We’ll pretend that this second sun orbits the Sun in the same orbit that Jupiter does, and that its gravity doesn’t affect our Sun. Its gravity would, of course, affect the Sun, and might even eject some planets from the solar system, but we’ll pretend it wouldn’t (because the three-body problem is too hard to calculate). We’ll also ignore any effects that moving a star the size of the Sun into the solar system would have on the planets.
We wouldn’t have fully dark nights except when the second sun and the Sun were close together in the sky as seen from Earth. At other times, which is going to be most of the year, we’d have something like the White Nights that St. Petersburg, Russia has near the summer solstice, but all over the world. It wouldn’t necessarily be partially light all night all the time, but it would be partially light for part of the night through most of the year.
Today in Pittsburgh, for example, Jupiter is rising at 2:53 AM and setting at 1:20 PM. If Jupiter were a second sun, we’d have had a very long morning twilight today.
I’ll predict that people’s and animals’ circadian rhythms would get really screwed up. Maybe the aliens that did this had invested in a company that makes blackout curtains?
You still won’t actually get uranium fusing. Any trace transuranics that you got this way would come from things lighter than uranium, but heavier than half of uranium, fusing. Practically, though, to the extent that transuranics occur naturally at all, they mostly come from beta decay of uranium.
Yeah, I hear it’s full of stars.
Depends on what you mean by “in” a supernova. During a supernova explosion, uranium (and all elements heavier than Iron) are produced. I think it’s fusing from the blast forces but it’s not a sustained chain reaction of fusion.
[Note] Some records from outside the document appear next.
//! Online backup
//!
//! A [`Backup`] copies a snapshot of one connection's tables into another
//! connection in pages. The destination keeps its old contents until the
//! last page is copied, then its catalog is replaced in one swap.

use std::ops::Range;

use tracing::{debug, info};

use crate::catalog::Catalog;
use crate::connection::Connection;
use crate::error::{Error, Result};
use crate::storage::{Table, Tuple};

/// Progress reported after each backup step
#[derive(Debug, Clone, Copy, PartialEq, Eq)]
pub struct BackupProgress {
    /// Pages copied so far
    pub copied: usize,
    /// Pages still to copy
    pub remaining: usize,
    /// Total pages in the backup
    pub total: usize,
}

/// One page: a slice of one table's rows
struct Page {
    table: usize,
    rows: Range<usize>,
}

/// A backup in progress
pub struct Backup<'a> {
    source: Vec<Table>,
    staged: Vec<Vec<Tuple>>,
    pages: Vec<Page>,
    copied: usize,
    installed: bool,
    dest: &'a mut Connection,
}

impl<'a> Backup<'a> {
    /// Prepare a backup of `source` into `dest`
    ///
    /// The source is snapshotted here; later changes to it are not copied.
    pub fn new(source: &Connection, dest: &'a mut Connection) -> Result<Self> {
        if dest.in_transaction() {
            return Err(Error::Transaction(
                "cannot back up into a database with an active transaction".to_string(),
            ));
        }

        let page_rows = source.config().backup_page_rows.max(1);
        let tables: Vec<Table> = source.catalog().tables().cloned().collect();
        let mut pages = Vec::new();
        for (index, table) in tables.iter().enumerate() {
            let count = table.row_count();
            if count == 0 {
                pages.push(Page {
                    table: index,
                    rows: 0..0,
                });
                continue;
            }
            let mut start = 0;
            while start < count {
                let end = (start + page_rows).min(count);
                pages.push(Page {
                    table: index,
                    rows: start..end,
                });
                start = end;
            }
        }

        Ok(Self {
            staged: tables.iter().map(|t| Vec::with_capacity(t.row_count())).collect(),
            source: tables,
            pages,
            copied: 0,
            installed: false,
            dest,
        })
    }

    /// Copy up to `pages` pages; zero or a negative count copies the rest
    ///
    /// Returns `true` once the backup is complete and the destination has
    /// been replaced.
    pub fn step(&mut self, pages: i32) -> Result<bool> {
        let total = self.pages.len();
        if self.installed {
            return Ok(true);
        }

        let count = match usize::try_from(pages) {
            Ok(n) if n > 0 => n,
            _ => total - self.copied,
        };
        let end = (self.copied + count).min(total);
        for page in &self.pages[self.copied..end] {
            let rows = self.source[page.table].rows();
            self.staged[page.table].extend_from_slice(&rows[page.rows.clone()]);
        }
        self.copied = end;
        debug!(copied = self.copied, total, "backup step");

        if self.copied < total {
            return Ok(false);
        }
        self.install()?;
        Ok(true)
    }

    /// Current progress
    pub fn progress(&self) -> BackupProgress {
        BackupProgress {
            copied: self.copied,
            remaining: self.pages.len() - self.copied,
            total: self.pages.len(),
        }
    }

    fn install(&mut self) -> Result<()> {
        let mut catalog = Catalog::new();
        for (table, rows) in self.source.iter().zip(self.staged.drain(..)) {
            catalog.put_table(Table::from_rows(
                table.name(),
                table.schema().as_ref().clone(),
                rows,
            ));
        }
        let tables = catalog.len();
        self.dest.replace_catalog(catalog)?;
        self.installed = true;
        info!(tables, pages = self.pages.len(), "backup complete");
        Ok(())
    }
}

impl Connection {
    /// Copy this database into `dest`
    ///
    /// `pages_per_step` pages are copied per step (all of them when zero or
    /// negative) and `progress` is called after every step.
    pub fn backup<F>(&self, dest: &mut Connection, pages_per_step: i32, mut progress: F) -> Result<()>
    where
        F: FnMut(BackupProgress),
    {
        let mut backup = Backup::new(self, dest)?;
        info!(pages = backup.progress().total, "backup started");
        loop {
            let done = backup.step(pages_per_step)?;
            progress(backup.progress());
            if done {
                return Ok(());
            }
        }
    }
}

#[cfg(test)]
mod tests {
    use super::*;
    use crate::config::Config;

    fn source() -> Connection {
        let mut conn =
            Connection::open_with_config(Config::new().backup_page_rows(2)).unwrap();
        conn.executescript(
            "CREATE TABLE a (x INTEGER);
             INSERT INTO a VALUES (1), (2), (3), (4), (5);
             CREATE TABLE b (y TEXT);",
        )
        .unwrap();
        conn
    }

    #[test]
    fn test_backup_reports_each_step() {
        let src = source();
        let mut dest = Connection::open_in_memory().unwrap();

        let mut reports = Vec::new();
        src.backup(&mut dest, 1, |p| reports.push(p)).unwrap();

        // three pages for a, one for the empty table b
        assert_eq!(reports.len(), 4);
        assert_eq!(
            reports[0],
            BackupProgress {
                copied: 1,
                remaining: 3,
                total: 4
            }
        );
        assert_eq!(reports[3].remaining, 0);
        assert_eq!(dest.table_names(), vec!["a", "b"]);
        assert_eq!(dest.dump(), src.dump());
    }

    #[test]
    fn test_step_until_complete() {
        let src = source();
        let mut dest = Connection::open_in_memory().unwrap();
        dest.execute("CREATE TABLE old (z)", ()).unwrap();

        let mut backup = Backup::new(&src, &mut dest).unwrap();
        assert!(!backup.step(2).unwrap());
        assert!(backup.step(-1).unwrap());
        assert!(backup.step(1).unwrap());
        drop(backup);

        assert_eq!(dest.table_names(), vec!["a", "b"]);
    }

    #[test]
    fn test_backup_into_active_transaction_fails() {
        let src = source();
        let mut dest = Connection::open_in_memory().unwrap();
        dest.execute("BEGIN", ()).unwrap();

        let err = src.backup(&mut dest, 0, |_| {}).unwrap_err();
        assert!(matches!(err, Error::Transaction(_)));
    }
}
Leading up to going supernova, they are not being produced.
Transuranics happen later, iirc, as the uranium decays or is bombarded by curious graduate students.
the OSCARS?
Argh. I meant uranium (or plutonium) fission, which is a minority viewpoint but more in line with current thinking than heavy-metal fusion. Typo. Which led to some interesting discussion. But typo.
Can you go into more detail? I am trying to figure out what you’re referring to, but I don’t have the context or something. Are you saying that a minority of scientists think earth’s mass pressing on uranium caused it to fission? Or that (a minority of scientists believe) earth’s core itself is uranium?
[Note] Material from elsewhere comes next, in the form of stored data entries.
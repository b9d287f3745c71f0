use std::collections::HashMap;

use chrono::{DateTime, Utc};
use loam_core::{build_path, ChildSpec, ImportRequest, ParentRef, Platform, RootSpec};
use serde::{Deserialize, Serialize};
use serde_json::{json, Value as JsonValue};

use crate::{decode, missing, required, text_or_none, truncate_chars, AdapterError, SourceAdapter};

#[derive(Debug, Clone, Default, Serialize, Deserialize)]
#[serde(rename_all = "camelCase")]
pub struct ForumThreadPayload {
    pub site: Option<String>,
    pub post: Option<ForumPost>,
    #[serde(default)]
    pub comments: Vec<ForumComment>,
}

#[derive(Debug, Clone, Default, Serialize, Deserialize)]
#[serde(rename_all = "camelCase")]
pub struct ForumPost {
    pub id: Option<String>,
    pub title: Option<String>,
    pub body: Option<String>,
    pub author: Option<String>,
    pub community: Option<String>,
    pub url: Option<String>,
    pub score: Option<i64>,
    pub created_at: Option<DateTime<Utc>>,
}

#[derive(Debug, Clone, Default, Serialize, Deserialize)]
#[serde(rename_all = "camelCase")]
pub struct ForumComment {
    pub id: Option<String>,
    pub parent_id: Option<String>,
    pub author: Option<String>,
    pub body: Option<String>,
    pub score: Option<i64>,
    /// Nesting level as reported by the forum; top-level comments are 0.
    #[serde(default)]
    pub depth: u32,
    pub created_at: Option<DateTime<Utc>>,
}

/// Posts become the root; comments nest under their parent comment when it
/// is part of the same payload and under the post otherwise.
#[derive(Debug, Clone, Copy, Default)]
pub struct ForumThreadAdapter;

impl ForumThreadAdapter {
    pub fn normalize_payload(
        &self,
        payload: &ForumThreadPayload,
    ) -> Result<ImportRequest, AdapterError> {
        let platform = Platform::ForumThread;
        let post = payload.post.as_ref().ok_or_else(|| missing(platform, "post"))?;
        let post_id = required(platform, "post.id", post.id.as_deref())?;
        let title = required(platform, "post.title", post.title.as_deref())?;
        let site = text_or_none(payload.site.as_deref()).unwrap_or_else(|| "Reddit".into());
        let community =
            text_or_none(post.community.as_deref()).unwrap_or_else(|| "unknown".into());
        let author = text_or_none(post.author.as_deref()).unwrap_or_else(|| "[deleted]".into());

        let root_path = build_path(&[
            "Social",
            site.as_str(),
            community.as_str(),
            &format!("Post_{post_id}"),
        ]);
        let source_uri = text_or_none(post.url.as_deref())
            .unwrap_or_else(|| format!("forum://{}/{post_id}", site.to_ascii_lowercase()));

        let mut index_by_comment: HashMap<&str, usize> = HashMap::new();
        let mut children: Vec<ChildSpec> = Vec::with_capacity(payload.comments.len());
        for (i, comment) in payload.comments.iter().enumerate() {
            let comment_id = required(platform, format!("comments[{i}].id"), comment.id.as_deref())?;
            let body = required(platform, format!("comments[{i}].body"), comment.body.as_deref())?;
            let parent_comment_id = text_or_none(comment.parent_id.as_deref());

            let parent = parent_comment_id
                .as_deref()
                .and_then(|pid| index_by_comment.get(pid).copied())
                .map_or(ParentRef::Root, ParentRef::Child);
            let parent_depth = match parent {
                ParentRef::Root => 0,
                ParentRef::Child(idx) => children[idx].depth,
            };
            let comment_author =
                text_or_none(comment.author.as_deref()).unwrap_or_else(|| "[deleted]".into());

            children.push(ChildSpec {
                parent,
                label: format!("Comment_{comment_id}"),
                title: format!("{comment_author}: {}", truncate_chars(body, 60)),
                content: body.to_string(),
                metadata: json!({
                    "type": "comment",
                    "commentId": comment_id,
                    "parentCommentId": parent_comment_id,
                    "author": comment_author,
                    "score": comment.score,
                    "commentDepth": comment.depth,
                    "createdAt": comment.created_at,
                }),
                depth: parent_depth + 1,
            });
            index_by_comment.entry(comment_id).or_insert(i);
        }

        Ok(ImportRequest {
            source_uri,
            timestamp: post.created_at,
            source_metadata: json!({
                "platform": platform.as_str(),
                "site": site,
                "community": community,
                "author": author,
                "score": post.score,
                "commentCount": children.len(),
            }),
            root: RootSpec {
                path: root_path,
                title: title.to_string(),
                content: post.body.clone().unwrap_or_default(),
                metadata: json!({
                    "type": "post",
                    "postId": post_id,
                    "author": author,
                    "community": community,
                    "score": post.score,
                }),
            },
            children,
        })
    }
}

impl SourceAdapter for ForumThreadAdapter {
    fn platform(&self) -> Platform {
        Platform::ForumThread
    }

    fn normalize(&self, raw: &JsonValue) -> Result<ImportRequest, AdapterError> {
        let payload: ForumThreadPayload = decode(Platform::ForumThread, raw)?;
        self.normalize_payload(&payload)
    }
}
I think it’s a minority of one. One Dr Herndon contends that Earth’s magnetic field is generated by fission.
http://www.sfgate.com/cgi-bin/article.cgi?f=/c/a/2004/11/29/MNGPIA17BL45.DTL
But I find the theory slightly more plausible than, “the Earth is a giant dynamo.”
Was that supposed to say “slightly less plausible”? Because so far as I know, the dynamo model for the Earth’s magnetic field is pretty much undisputed.